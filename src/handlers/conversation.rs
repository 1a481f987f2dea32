use chrono::{DateTime, Duration, Utc};
use std::sync::Arc;
use tokio::sync::Mutex;

use crate::events::broadcast::TaskBroadcaster;
use crate::handlers::responder::ChatResponder;
use crate::models::conversation::{ConversationKey, Step};
use crate::models::task::Task;
use crate::service::booking_flow::{
    advance, start_booking, Command, StepOutcome, FAILURE_MESSAGE, WELCOME_MESSAGE,
};
use crate::service::session_store::SessionStore;

/// What a single inbound message did to its conversation.
#[derive(Debug, Clone, PartialEq, Eq)]
pub enum DialogueOutcome {
    Ignored,
    Welcomed,
    Started,
    Advanced(Step),
    Rejected(Step),
    Completed(Task),
    Failed,
}

/// Routes inbound chat text through the booking dialogue.
#[derive(Clone)]
pub struct ConversationDriver {
    sessions: Arc<Mutex<SessionStore>>,
    broadcaster: TaskBroadcaster,
    session_ttl: Duration,
}

impl ConversationDriver {
    pub fn new(
        sessions: Arc<Mutex<SessionStore>>,
        broadcaster: TaskBroadcaster,
        session_ttl: Duration,
    ) -> Self {
        Self {
            sessions,
            broadcaster,
            session_ttl,
        }
    }

    pub fn sessions(&self) -> Arc<Mutex<SessionStore>> {
        self.sessions.clone()
    }

    pub async fn handle_text_with(
        &self,
        responder: &dyn ChatResponder,
        key: ConversationKey,
        text: &str,
    ) -> DialogueOutcome {
        self.handle_text_at(responder, key, text, Utc::now()).await
    }

    pub async fn handle_text_at(
        &self,
        responder: &dyn ChatResponder,
        key: ConversationKey,
        text: &str,
        now: DateTime<Utc>,
    ) -> DialogueOutcome {
        let (outcome, reply) = self.process(key, text, now).await;
        if let Some(reply) = reply {
            if let Err(err) = responder.send(key.channel_id, &reply).await {
                tracing::warn!(
                    channel_id = key.channel_id,
                    user_id = key.user_id,
                    error = %err,
                    "failed to send reply"
                );
            }
        }
        outcome
    }

    async fn process(
        &self,
        key: ConversationKey,
        text: &str,
        now: DateTime<Utc>,
    ) -> (DialogueOutcome, Option<String>) {
        if text.trim().is_empty() {
            return (DialogueOutcome::Ignored, None);
        }

        match Command::parse(text) {
            Some(Command::Start) => {
                (DialogueOutcome::Welcomed, Some(WELCOME_MESSAGE.to_string()))
            }
            Some(Command::Book) => {
                let (state, prompt) = start_booking(now);
                let mut sessions = self.sessions.lock().await;
                let replaced = sessions.get(&key).is_some();
                sessions.set(key, state);
                tracing::info!(
                    channel_id = key.channel_id,
                    user_id = key.user_id,
                    replaced,
                    "booking started"
                );
                (DialogueOutcome::Started, Some(prompt.to_string()))
            }
            None => {
                let mut sessions = self.sessions.lock().await;
                let Some(state) = sessions.get_active(&key, now, self.session_ttl).cloned()
                else {
                    return (DialogueOutcome::Ignored, None);
                };
                let step = state.step;

                match advance(state, text, now) {
                    Ok(StepOutcome::Advanced { state, reply }) => {
                        let next = state.step;
                        sessions.set(key, state);
                        tracing::debug!(
                            channel_id = key.channel_id,
                            user_id = key.user_id,
                            %step,
                            %next,
                            "step advanced"
                        );
                        (DialogueOutcome::Advanced(next), Some(reply))
                    }
                    Ok(StepOutcome::Rejected { step, reply }) => {
                        sessions.touch(&key, now);
                        tracing::debug!(
                            channel_id = key.channel_id,
                            user_id = key.user_id,
                            %step,
                            "input rejected"
                        );
                        (DialogueOutcome::Rejected(step), Some(reply))
                    }
                    Ok(StepOutcome::Completed { task, reply }) => {
                        sessions.clear(&key);
                        drop(sessions);
                        tracing::info!(
                            channel_id = key.channel_id,
                            user_id = key.user_id,
                            task_id = %task.id,
                            "booking completed"
                        );
                        self.broadcaster.publish(task.clone());
                        (DialogueOutcome::Completed(task), Some(reply))
                    }
                    Err(err) => {
                        tracing::warn!(
                            channel_id = key.channel_id,
                            user_id = key.user_id,
                            %step,
                            error = %err,
                            "booking step failed"
                        );
                        (DialogueOutcome::Failed, Some(FAILURE_MESSAGE.to_string()))
                    }
                }
            }
        }
    }
}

++++++++++

■ Your objective ■
Go through the listing above and return every line where the word "Command" occurs.

■ Exercise solution ■
    advance, start_booking, Command, StepOutcome, FAILURE_MESSAGE, WELCOME_MESSAGE,
        match Command::parse(text) {
            Some(Command::Start) => {
            Some(Command::Book) => {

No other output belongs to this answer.